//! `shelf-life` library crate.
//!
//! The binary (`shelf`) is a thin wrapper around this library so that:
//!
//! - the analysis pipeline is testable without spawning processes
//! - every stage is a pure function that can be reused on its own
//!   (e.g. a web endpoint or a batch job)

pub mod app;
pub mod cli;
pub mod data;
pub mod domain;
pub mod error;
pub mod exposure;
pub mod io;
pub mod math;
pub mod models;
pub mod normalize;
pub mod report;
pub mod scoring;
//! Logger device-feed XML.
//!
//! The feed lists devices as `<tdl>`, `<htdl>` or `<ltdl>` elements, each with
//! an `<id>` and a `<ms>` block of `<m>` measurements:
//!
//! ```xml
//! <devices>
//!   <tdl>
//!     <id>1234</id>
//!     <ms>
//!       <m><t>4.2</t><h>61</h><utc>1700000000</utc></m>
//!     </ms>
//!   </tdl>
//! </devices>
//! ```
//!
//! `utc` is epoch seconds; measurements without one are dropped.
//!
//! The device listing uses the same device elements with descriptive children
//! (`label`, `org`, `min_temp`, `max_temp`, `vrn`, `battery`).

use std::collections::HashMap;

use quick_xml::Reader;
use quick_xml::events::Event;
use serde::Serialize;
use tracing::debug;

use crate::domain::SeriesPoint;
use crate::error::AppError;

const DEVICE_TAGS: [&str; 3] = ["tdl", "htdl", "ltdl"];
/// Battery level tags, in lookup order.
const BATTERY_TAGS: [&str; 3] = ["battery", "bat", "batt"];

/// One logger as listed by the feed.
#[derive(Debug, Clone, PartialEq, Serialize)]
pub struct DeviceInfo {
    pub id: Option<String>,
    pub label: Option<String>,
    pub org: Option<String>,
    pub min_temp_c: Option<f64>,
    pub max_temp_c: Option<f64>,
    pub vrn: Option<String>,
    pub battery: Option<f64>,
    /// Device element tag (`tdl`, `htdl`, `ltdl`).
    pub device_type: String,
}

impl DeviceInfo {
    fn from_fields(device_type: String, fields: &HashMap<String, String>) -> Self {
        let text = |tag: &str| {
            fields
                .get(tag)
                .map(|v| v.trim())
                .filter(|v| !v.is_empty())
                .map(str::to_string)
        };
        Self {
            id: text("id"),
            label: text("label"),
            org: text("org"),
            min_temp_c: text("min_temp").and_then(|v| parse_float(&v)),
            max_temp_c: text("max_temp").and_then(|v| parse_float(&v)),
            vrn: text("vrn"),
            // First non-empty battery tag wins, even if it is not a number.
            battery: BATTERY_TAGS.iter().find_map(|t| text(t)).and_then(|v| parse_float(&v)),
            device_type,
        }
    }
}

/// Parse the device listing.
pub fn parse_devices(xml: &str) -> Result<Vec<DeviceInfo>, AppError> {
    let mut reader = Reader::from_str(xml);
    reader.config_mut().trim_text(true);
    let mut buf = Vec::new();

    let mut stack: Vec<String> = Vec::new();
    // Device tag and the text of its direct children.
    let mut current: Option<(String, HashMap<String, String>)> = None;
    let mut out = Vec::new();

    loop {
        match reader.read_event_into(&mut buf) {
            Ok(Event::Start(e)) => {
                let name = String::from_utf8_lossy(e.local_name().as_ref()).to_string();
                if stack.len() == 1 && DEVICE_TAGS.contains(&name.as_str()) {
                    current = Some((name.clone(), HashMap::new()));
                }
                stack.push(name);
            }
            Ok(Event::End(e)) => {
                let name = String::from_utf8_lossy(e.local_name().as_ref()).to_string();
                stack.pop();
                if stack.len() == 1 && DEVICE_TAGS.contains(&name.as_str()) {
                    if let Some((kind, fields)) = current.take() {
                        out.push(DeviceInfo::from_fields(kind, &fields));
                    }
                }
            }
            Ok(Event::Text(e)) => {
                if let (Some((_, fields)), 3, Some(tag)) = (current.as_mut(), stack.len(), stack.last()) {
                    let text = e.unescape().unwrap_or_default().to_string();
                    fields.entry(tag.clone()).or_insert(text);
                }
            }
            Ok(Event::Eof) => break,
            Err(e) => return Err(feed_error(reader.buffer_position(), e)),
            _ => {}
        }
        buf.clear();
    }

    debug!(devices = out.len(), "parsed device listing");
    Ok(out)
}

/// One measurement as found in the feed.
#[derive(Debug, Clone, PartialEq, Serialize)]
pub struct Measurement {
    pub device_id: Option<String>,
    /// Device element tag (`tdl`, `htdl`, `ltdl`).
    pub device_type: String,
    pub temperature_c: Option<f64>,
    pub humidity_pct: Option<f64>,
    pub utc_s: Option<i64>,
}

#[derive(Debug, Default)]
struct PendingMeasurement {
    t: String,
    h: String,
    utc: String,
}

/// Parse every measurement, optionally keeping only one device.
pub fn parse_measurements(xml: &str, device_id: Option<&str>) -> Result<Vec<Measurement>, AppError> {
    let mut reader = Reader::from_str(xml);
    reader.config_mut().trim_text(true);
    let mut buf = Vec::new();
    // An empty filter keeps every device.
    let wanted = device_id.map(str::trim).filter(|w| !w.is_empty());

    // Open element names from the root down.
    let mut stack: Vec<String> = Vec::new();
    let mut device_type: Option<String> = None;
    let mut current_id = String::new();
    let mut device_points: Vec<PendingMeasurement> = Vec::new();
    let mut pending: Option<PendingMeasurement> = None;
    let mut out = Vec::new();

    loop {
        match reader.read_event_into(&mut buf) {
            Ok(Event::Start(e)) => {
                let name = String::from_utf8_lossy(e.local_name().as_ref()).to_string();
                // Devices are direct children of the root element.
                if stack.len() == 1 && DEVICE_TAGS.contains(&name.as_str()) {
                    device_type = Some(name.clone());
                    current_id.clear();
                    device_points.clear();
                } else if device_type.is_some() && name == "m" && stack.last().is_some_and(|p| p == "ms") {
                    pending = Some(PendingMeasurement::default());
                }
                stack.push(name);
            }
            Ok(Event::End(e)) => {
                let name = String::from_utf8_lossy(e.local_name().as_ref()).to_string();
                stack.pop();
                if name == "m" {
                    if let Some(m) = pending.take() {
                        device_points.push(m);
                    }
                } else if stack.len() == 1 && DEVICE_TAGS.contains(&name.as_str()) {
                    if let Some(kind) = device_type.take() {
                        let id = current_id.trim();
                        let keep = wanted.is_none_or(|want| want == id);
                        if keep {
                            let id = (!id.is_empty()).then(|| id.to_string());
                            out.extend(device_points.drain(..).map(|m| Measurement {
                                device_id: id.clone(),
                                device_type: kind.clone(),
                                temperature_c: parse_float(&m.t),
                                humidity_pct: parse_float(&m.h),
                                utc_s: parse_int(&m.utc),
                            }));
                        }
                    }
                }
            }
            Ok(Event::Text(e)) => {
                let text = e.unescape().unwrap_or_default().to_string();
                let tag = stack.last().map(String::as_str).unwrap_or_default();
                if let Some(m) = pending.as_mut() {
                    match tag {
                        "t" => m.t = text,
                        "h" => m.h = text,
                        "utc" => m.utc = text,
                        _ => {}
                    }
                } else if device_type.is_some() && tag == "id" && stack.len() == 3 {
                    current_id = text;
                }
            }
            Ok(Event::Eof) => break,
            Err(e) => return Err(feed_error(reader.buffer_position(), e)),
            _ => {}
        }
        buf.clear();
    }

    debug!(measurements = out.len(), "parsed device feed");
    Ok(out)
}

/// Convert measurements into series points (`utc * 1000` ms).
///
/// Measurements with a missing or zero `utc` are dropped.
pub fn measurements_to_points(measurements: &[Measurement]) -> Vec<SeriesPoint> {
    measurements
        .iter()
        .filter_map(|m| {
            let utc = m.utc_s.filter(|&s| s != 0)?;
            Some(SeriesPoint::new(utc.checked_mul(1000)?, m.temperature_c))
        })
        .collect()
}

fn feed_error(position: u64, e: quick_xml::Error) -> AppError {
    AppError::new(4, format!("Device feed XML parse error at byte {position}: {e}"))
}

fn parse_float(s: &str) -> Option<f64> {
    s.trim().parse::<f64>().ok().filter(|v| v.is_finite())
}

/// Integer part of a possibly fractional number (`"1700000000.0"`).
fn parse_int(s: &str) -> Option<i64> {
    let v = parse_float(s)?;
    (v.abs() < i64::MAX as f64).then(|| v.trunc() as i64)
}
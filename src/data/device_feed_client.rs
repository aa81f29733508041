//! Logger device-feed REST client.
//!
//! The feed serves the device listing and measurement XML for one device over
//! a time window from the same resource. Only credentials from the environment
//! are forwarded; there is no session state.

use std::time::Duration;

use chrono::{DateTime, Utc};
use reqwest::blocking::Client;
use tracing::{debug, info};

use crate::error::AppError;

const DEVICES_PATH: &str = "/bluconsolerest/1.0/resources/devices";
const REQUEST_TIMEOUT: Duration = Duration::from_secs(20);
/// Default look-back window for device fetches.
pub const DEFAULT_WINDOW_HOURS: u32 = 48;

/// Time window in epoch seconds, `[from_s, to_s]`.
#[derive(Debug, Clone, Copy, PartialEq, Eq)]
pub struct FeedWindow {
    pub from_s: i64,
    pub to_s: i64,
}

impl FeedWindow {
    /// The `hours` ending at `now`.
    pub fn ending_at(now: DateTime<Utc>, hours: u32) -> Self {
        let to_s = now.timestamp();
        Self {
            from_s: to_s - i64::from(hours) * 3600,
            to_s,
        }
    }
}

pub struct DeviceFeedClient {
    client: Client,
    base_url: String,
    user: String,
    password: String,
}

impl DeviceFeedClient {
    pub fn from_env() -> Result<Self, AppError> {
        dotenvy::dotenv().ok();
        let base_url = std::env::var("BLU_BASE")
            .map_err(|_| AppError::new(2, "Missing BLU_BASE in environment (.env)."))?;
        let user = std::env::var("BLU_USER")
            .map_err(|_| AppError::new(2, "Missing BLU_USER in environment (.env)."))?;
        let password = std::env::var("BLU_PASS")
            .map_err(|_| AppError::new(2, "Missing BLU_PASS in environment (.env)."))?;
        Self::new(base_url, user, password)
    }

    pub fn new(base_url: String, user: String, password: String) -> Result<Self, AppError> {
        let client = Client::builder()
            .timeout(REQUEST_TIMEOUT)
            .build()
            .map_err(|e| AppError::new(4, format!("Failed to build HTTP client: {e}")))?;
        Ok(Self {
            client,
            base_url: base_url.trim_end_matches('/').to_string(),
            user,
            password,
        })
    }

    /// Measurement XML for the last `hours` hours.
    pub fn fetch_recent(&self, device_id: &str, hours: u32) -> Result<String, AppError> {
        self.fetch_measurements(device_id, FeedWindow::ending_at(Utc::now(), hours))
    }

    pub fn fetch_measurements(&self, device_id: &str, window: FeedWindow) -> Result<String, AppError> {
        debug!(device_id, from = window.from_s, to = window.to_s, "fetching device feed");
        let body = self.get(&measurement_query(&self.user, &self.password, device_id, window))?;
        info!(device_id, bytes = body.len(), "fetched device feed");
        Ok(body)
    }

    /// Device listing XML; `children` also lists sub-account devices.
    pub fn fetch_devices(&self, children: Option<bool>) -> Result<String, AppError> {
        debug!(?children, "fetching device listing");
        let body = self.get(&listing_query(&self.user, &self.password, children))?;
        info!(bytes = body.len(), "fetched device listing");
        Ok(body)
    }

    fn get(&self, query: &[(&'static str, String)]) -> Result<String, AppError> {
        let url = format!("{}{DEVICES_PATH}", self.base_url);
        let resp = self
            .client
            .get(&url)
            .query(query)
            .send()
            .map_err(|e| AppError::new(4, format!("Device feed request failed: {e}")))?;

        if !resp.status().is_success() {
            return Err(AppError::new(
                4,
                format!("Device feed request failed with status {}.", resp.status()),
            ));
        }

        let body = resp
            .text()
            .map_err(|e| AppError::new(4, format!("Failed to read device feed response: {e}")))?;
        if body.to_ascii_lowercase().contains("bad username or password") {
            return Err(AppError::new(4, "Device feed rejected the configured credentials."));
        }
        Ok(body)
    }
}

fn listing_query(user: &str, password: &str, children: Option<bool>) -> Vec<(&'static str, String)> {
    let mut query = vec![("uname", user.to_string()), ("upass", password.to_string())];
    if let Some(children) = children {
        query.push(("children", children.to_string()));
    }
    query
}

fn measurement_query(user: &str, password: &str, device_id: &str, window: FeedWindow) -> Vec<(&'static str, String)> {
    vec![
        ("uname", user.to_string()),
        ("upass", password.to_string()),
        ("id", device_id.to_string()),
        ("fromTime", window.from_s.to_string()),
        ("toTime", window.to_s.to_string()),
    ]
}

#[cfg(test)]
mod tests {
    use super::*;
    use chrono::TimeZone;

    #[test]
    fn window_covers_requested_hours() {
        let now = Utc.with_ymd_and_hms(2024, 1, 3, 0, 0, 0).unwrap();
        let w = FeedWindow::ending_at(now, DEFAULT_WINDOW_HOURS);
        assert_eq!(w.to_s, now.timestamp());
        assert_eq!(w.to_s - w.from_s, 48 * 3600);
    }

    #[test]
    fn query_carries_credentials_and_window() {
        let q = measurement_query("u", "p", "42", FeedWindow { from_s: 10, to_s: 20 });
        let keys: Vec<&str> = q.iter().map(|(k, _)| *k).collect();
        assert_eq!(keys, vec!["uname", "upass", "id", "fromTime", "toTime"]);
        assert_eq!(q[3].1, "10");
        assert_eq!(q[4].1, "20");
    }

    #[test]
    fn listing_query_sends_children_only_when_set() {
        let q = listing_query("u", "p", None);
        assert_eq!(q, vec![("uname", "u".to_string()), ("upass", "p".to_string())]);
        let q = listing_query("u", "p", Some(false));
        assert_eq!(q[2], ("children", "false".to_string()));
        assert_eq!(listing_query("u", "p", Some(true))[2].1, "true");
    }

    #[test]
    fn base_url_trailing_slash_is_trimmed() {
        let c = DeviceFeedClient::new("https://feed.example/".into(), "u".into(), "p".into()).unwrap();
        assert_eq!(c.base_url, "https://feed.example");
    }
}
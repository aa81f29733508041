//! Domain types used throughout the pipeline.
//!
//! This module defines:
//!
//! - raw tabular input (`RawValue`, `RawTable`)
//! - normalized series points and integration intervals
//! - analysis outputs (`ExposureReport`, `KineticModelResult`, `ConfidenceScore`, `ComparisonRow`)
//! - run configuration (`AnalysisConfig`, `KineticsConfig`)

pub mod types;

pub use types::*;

* ABOUT THIS EXERCISE
Copy each line of the listing that carries the string "label".

* RESPONSE TO THE EXERCISE
//! (`label`, `org`, `min_temp`, `max_temp`, `vrn`, `battery`).
    pub label: Option<String>,
            label: text("label"),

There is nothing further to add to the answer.